• WORK REQUEST: Would you write out all of the entries below, exactly as they stand?

• STUDY MATERIAL:
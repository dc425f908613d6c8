//! pgrep process inspector adapter

use std::process::Stdio;

use async_trait::async_trait;
use tokio::process::Command;

use crate::application::ports::{ProcessInspector, ProcessQueryError};

/// Process inspector backed by `pgrep -x`
pub struct PgrepProcessInspector;

impl PgrepProcessInspector {
    /// Create a new pgrep process inspector
    pub fn new() -> Self {
        Self
    }
}

impl Default for PgrepProcessInspector {
    fn default() -> Self {
        Self::new()
    }
}

#[async_trait]
impl ProcessInspector for PgrepProcessInspector {
    async fn is_running(&self, process_name: &str) -> Result<bool, ProcessQueryError> {
        let status = Command::new("pgrep")
            .args(["-x", process_name])
            .stdin(Stdio::null())
            .stdout(Stdio::null())
            .stderr(Stdio::null())
            .status()
            .await
            .map_err(|e| {
                if e.kind() == std::io::ErrorKind::NotFound {
                    ProcessQueryError::ToolNotFound
                } else {
                    ProcessQueryError::QueryFailed(e.to_string())
                }
            })?;

        // pgrep exits 0 on a match, 1 on no match; anything else is an error
        match status.code() {
            Some(0) => Ok(true),
            Some(1) => Ok(false),
            _ => Err(ProcessQueryError::QueryFailed(format!(
                "pgrep exited with status: {}",
                status
            ))),
        }
    }
}
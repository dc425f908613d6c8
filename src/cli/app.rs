//! Monitor app runner

use std::process::ExitCode;
use std::sync::Arc;

use crate::application::ports::InputSender;
use crate::application::{
    MeetTabSource, MeetingDetector, MeetingSource, MonitorCallbacks, MonitorConfig, MonitorUseCase,
    ZoomWindowSource,
};
use crate::domain::monitor::Interval;
use crate::infrastructure::{
    create_input_sender, ChromeTabInspector, InputTool, NoOpInputSender, NotifyRustNotifier,
    PgrepProcessInspector, SystemEventsWindowInspector,
};

use super::args::MonitorOptions;
use super::pid_file::{PidFile, PidFileError};
use super::presenter::Presenter;
use super::signals::ShutdownSignal;

/// Exit codes
pub const EXIT_SUCCESS: u8 = 0;
pub const EXIT_ERROR: u8 = 1;
pub const EXIT_USAGE_ERROR: u8 = 2;

/// Run the monitor loop until interrupted
pub async fn run_monitor(options: MonitorOptions) -> ExitCode {
    let presenter = Arc::new(Presenter::new());

    // Two monitors would double-fire the recorder hotkey
    let pid_file = PidFile::new();
    if let Err(e) = pid_file.acquire() {
        match e {
            PidFileError::AlreadyRunning(pid) => {
                presenter.error(&format!("Another monitor is already running (PID: {})", pid));
            }
            _ => {
                presenter.error(&e.to_string());
            }
        }
        return ExitCode::from(EXIT_ERROR);
    }

    // Setup signal handler
    let shutdown = ShutdownSignal::new();
    if let Err(e) = shutdown.setup().await {
        presenter.error(&format!("Failed to setup signal handler: {}", e));
        return ExitCode::from(EXIT_ERROR);
    }

    // Select the input sender
    let (input, tool): (Box<dyn InputSender>, Option<InputTool>) = if options.dry_run {
        (Box::new(NoOpInputSender::new()), None)
    } else {
        match create_input_sender(options.input_tool).await {
            Ok((sender, tool)) => (sender, Some(tool)),
            Err(e) => {
                presenter.error(&e.to_string());
                return ExitCode::from(EXIT_ERROR);
            }
        }
    };

    let config = MonitorConfig {
        poll_interval: options.poll_interval,
        settle_delay: options.settle_delay,
        enable_notify: options.notify,
        ..MonitorConfig::default()
    };

    // Detection sources in priority order
    let sources: Vec<Box<dyn MeetingSource>> = vec![
        Box::new(ZoomWindowSource::new(
            PgrepProcessInspector::new(),
            SystemEventsWindowInspector::new(),
            config.zoom_process_name.clone(),
            config.zoom_meeting_markers.clone(),
            config.zoom_idle_windows.clone(),
        )),
        Box::new(MeetTabSource::new(
            PgrepProcessInspector::new(),
            ChromeTabInspector::new(),
            config.browser_app_name.clone(),
            config.meeting_url_markers.clone(),
            config.excluded_url_markers.clone(),
        )),
    ];
    let detector = MeetingDetector::new(sources);
    let notifier = NotifyRustNotifier::new();

    presenter.info(&format!(
        "Watching for meetings: Zoom ({}), Google Meet ({})",
        config.zoom_process_name, config.browser_app_name
    ));
    presenter.info(&format!(
        "Recorder shortcut: {} | poll every {}, settle {}",
        config.shortcut, config.poll_interval, config.settle_delay
    ));
    match tool {
        Some(tool) => presenter.info(&format!("Input tool: {}", tool)),
        None => presenter.warn("Dry run: no keystrokes will be sent"),
    }
    presenter.info(&format!(
        "PID: {} | Press Ctrl+C to stop",
        std::process::id()
    ));

    let callbacks = build_callbacks(Arc::clone(&presenter), config.settle_delay);
    let mut use_case = MonitorUseCase::new(detector, input, notifier, config);

    loop {
        if shutdown.is_shutdown() {
            break;
        }

        use_case.tick(&callbacks).await;

        tokio::time::sleep(use_case.config().poll_interval.as_std()).await;
    }

    presenter.status("Monitor stopped");
    let _ = pid_file.release();

    ExitCode::from(EXIT_SUCCESS)
}

/// Wire the use-case callbacks to the presenter
fn build_callbacks(presenter: Arc<Presenter>, settle_delay: Interval) -> MonitorCallbacks {
    let on_source_error = {
        let presenter = Arc::clone(&presenter);
        move |kind: crate::domain::MeetingKind, error: &crate::application::DetectionError| {
            presenter.warn(&format!("{} detection failed: {}", kind, error));
        }
    };

    let on_meeting_detected = {
        let presenter = Arc::clone(&presenter);
        move |meeting: &crate::domain::ActiveMeeting| {
            presenter.transition(&format!("Meeting detected: {}", meeting));
            presenter.start_spinner(&format!(
                "Waiting {} for the meeting window to settle...",
                settle_delay
            ));
        }
    };

    let on_shortcut_sent = {
        let presenter = Arc::clone(&presenter);
        move |shortcut: &crate::application::ports::Shortcut| {
            presenter.spinner_success(&format!("Recording shortcut sent ({})", shortcut));
        }
    };

    let on_send_failed = {
        let presenter = Arc::clone(&presenter);
        move |error: &crate::application::ports::InputError| {
            presenter.spinner_fail("Shortcut delivery failed");
            presenter.error(&error.to_string());
            presenter.warn("Continuing as if the shortcut was delivered");
        }
    };

    let on_meeting_ended = {
        let presenter = Arc::clone(&presenter);
        move |meeting: &crate::domain::ActiveMeeting| {
            presenter.transition(&format!("Meeting ended: {}", meeting));
        }
    };

    let on_state_reset = {
        let presenter = Arc::clone(&presenter);
        move |kind: crate::domain::MeetingKind| {
            presenter.status(&format!("{} closed; recording state reset", kind));
        }
    };

    MonitorCallbacks {
        on_source_error: Some(Box::new(on_source_error)),
        on_meeting_detected: Some(Box::new(on_meeting_detected)),
        on_shortcut_sent: Some(Box::new(on_shortcut_sent)),
        on_send_failed: Some(Box::new(on_send_failed)),
        on_meeting_ended: Some(Box::new(on_meeting_ended)),
        on_state_reset: Some(Box::new(on_state_reset)),
    }
}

• OUTPUT:
repository dc425f908613d6c8
//! pgrep process inspector adapter

use std::process::Stdio;

use async_trait::async_trait;
use tokio::process::Command;

use crate::application::ports::{ProcessInspector, ProcessQueryError};

/// Process inspector backed by `pgrep -x`
pub struct PgrepProcessInspector;

impl PgrepProcessInspector {
    /// Create a new pgrep process inspector
    pub fn new() -> Self {
        Self
    }
}

impl Default for PgrepProcessInspector {
    fn default() -> Self {
        Self::new()
    }
}

#[async_trait]
impl ProcessInspector for PgrepProcessInspector {
    async fn is_running(&self, process_name: &str) -> Result<bool, ProcessQueryError> {
        let status = Command::new("pgrep")
            .args(["-x", process_name])
            .stdin(Stdio::null())
            .stdout(Stdio::null())
            .stderr(Stdio::null())
            .status()
            .await
            .map_err(|e| {
                if e.kind() == std::io::ErrorKind::NotFound {
                    ProcessQueryError::ToolNotFound
                } else {
                    ProcessQueryError::QueryFailed(e.to_string())
                }
            })?;

        // pgrep exits 0 on a match, 1 on no match; anything else is an error
        match status.code() {
            Some(0) => Ok(true),
            Some(1) => Ok(false),
            _ => Err(ProcessQueryError::QueryFailed(format!(
                "pgrep exited with status: {}",
                status
            ))),
        }
    }
}
repository dc425f908613d6c8
filename src/cli/app.rs
//! Monitor app runner

use std::process::ExitCode;
use std::sync::Arc;

use crate::application::ports::InputSender;
use crate::application::{
    MeetTabSource, MeetingDetector, MeetingSource, MonitorCallbacks, MonitorConfig, MonitorUseCase,
    ZoomWindowSource,
};
use crate::domain::monitor::Interval;
use crate::infrastructure::{
    create_input_sender, ChromeTabInspector, InputTool, NoOpInputSender, NotifyRustNotifier,
    PgrepProcessInspector, SystemEventsWindowInspector,
};

use super::args::MonitorOptions;
use super::pid_file::{PidFile, PidFileError};
use super::presenter::Presenter;
use super::signals::ShutdownSignal;

/// Exit codes
pub const EXIT_SUCCESS: u8 = 0;
pub const EXIT_ERROR: u8 = 1;
pub const EXIT_USAGE_ERROR: u8 = 2;

/// Run the monitor loop until interrupted
pub async fn run_monitor(options: MonitorOptions) -> ExitCode {
    let presenter = Arc::new(Presenter::new());

    // Two monitors would double-fire the recorder hotkey
    let pid_file = PidFile::new();
    if let Err(e) = pid_file.acquire() {
        match e {
            PidFileError::AlreadyRunning(pid) => {
                presenter.error(&format!("Another monitor is already running (PID: {})", pid));
            }
            _ => {
                presenter.error(&e.to_string());
            }
        }
        return ExitCode::from(EXIT_ERROR);
    }

    // Setup signal handler
    let shutdown = ShutdownSignal::new();
    if let Err(e) = shutdown.setup().await {
        presenter.error(&format!("Failed to setup signal handler: {}", e));
        return ExitCode::from(EXIT_ERROR);
    }

    // Select the input sender
    let (input, tool): (Box<dyn InputSender>, Option<InputTool>) = if options.dry_run {
        (Box::new(NoOpInputSender::new()), None)
    } else {
        match create_input_sender(options.input_tool).await {
            Ok((sender, tool)) => (sender, Some(tool)),
            Err(e) => {
                presenter.error(&e.to_string());
                return ExitCode::from(EXIT_ERROR);
            }
        }
    };

    let config = MonitorConfig {
        poll_interval: options.poll_interval,
        settle_delay: options.settle_delay,
        enable_notify: options.notify,
        ..MonitorConfig::default()
    };

    // Detection sources in priority order
    let sources: Vec<Box<dyn MeetingSource>> = vec![
        Box::new(ZoomWindowSource::new(
            PgrepProcessInspector::new(),
            SystemEventsWindowInspector::new(),
            config.zoom_process_name.clone(),
            config.zoom_meeting_markers.clone(),
            config.zoom_idle_windows.clone(),
        )),
        Box::new(MeetTabSource::new(
            PgrepProcessInspector::new(),
            ChromeTabInspector::new(),
            config.browser_app_name.clone(),
            config.meeting_url_markers.clone(),
            config.excluded_url_markers.clone(),
        )),
    ];
    let detector = MeetingDetector::new(sources);
    let notifier = NotifyRustNotifier::new();

    presenter.info(&format!(
        "Watching for meetings: Zoom ({}), Google Meet ({})",
        config.zoom_process_name, config.browser_app_name
    ));
    presenter.info(&format!(
        "Recorder shortcut: {} | poll every {}, settle {}",
        config.shortcut, config.poll_interval, config.settle_delay
    ));
    match tool {
        Some(tool) => presenter.info(&format!("Input tool: {}", tool)),
        None => presenter.warn("Dry run: no keystrokes will be sent"),
    }
    presenter.info(&format!(
        "PID: {} | Press Ctrl+C to stop",
        std::process::id()
    ));

    let callbacks = build_callbacks(Arc::clone(&presenter), config.settle_delay);
    let mut use_case = MonitorUseCase::new(detector, input, notifier, config);

    loop {
        if shutdown.is_shutdown() {
            break;
        }

        use_case.tick(&callbacks).await;

        tokio::time::sleep(use_case.config().poll_interval.as_std()).await;
    }

    presenter.status("Monitor stopped");
    let _ = pid_file.release();

    ExitCode::from(EXIT_SUCCESS)
}

/// Wire the use-case callbacks to the presenter
fn build_callbacks(presenter: Arc<Presenter>, settle_delay: Interval) -> MonitorCallbacks {
    let on_source_error = {
        let presenter = Arc::clone(&presenter);
        move |kind: crate::domain::MeetingKind, error: &crate::application::DetectionError| {
            presenter.warn(&format!("{} detection failed: {}", kind, error));
        }
    };

    let on_meeting_detected = {
        let presenter = Arc::clone(&presenter);
        move |meeting: &crate::domain::ActiveMeeting| {
            presenter.transition(&format!("Meeting detected: {}", meeting));
            presenter.start_spinner(&format!(
                "Waiting {} for the meeting window to settle...",
                settle_delay
            ));
        }
    };

    let on_shortcut_sent = {
        let presenter = Arc::clone(&presenter);
        move |shortcut: &crate::application::ports::Shortcut| {
            presenter.spinner_success(&format!("Recording shortcut sent ({})", shortcut));
        }
    };

    let on_send_failed = {
        let presenter = Arc::clone(&presenter);
        move |error: &crate::application::ports::InputError| {
            presenter.spinner_fail("Shortcut delivery failed");
            presenter.error(&error.to_string());
            presenter.warn("Continuing as if the shortcut was delivered");
        }
    };

    let on_meeting_ended = {
        let presenter = Arc::clone(&presenter);
        move |meeting: &crate::domain::ActiveMeeting| {
            presenter.transition(&format!("Meeting ended: {}", meeting));
        }
    };

    let on_state_reset = {
        let presenter = Arc::clone(&presenter);
        move |kind: crate::domain::MeetingKind| {
            presenter.status(&format!("{} closed; recording state reset", kind));
        }
    };

    MonitorCallbacks {
        on_source_error: Some(Box::new(on_source_error)),
        on_meeting_detected: Some(Box::new(on_meeting_detected)),
        on_shortcut_sent: Some(Box::new(on_shortcut_sent)),
        on_send_failed: Some(Box::new(on_send_failed)),
        on_meeting_ended: Some(Box::new(on_meeting_ended)),
        on_state_reset: Some(Box::new(on_state_reset)),
    }
}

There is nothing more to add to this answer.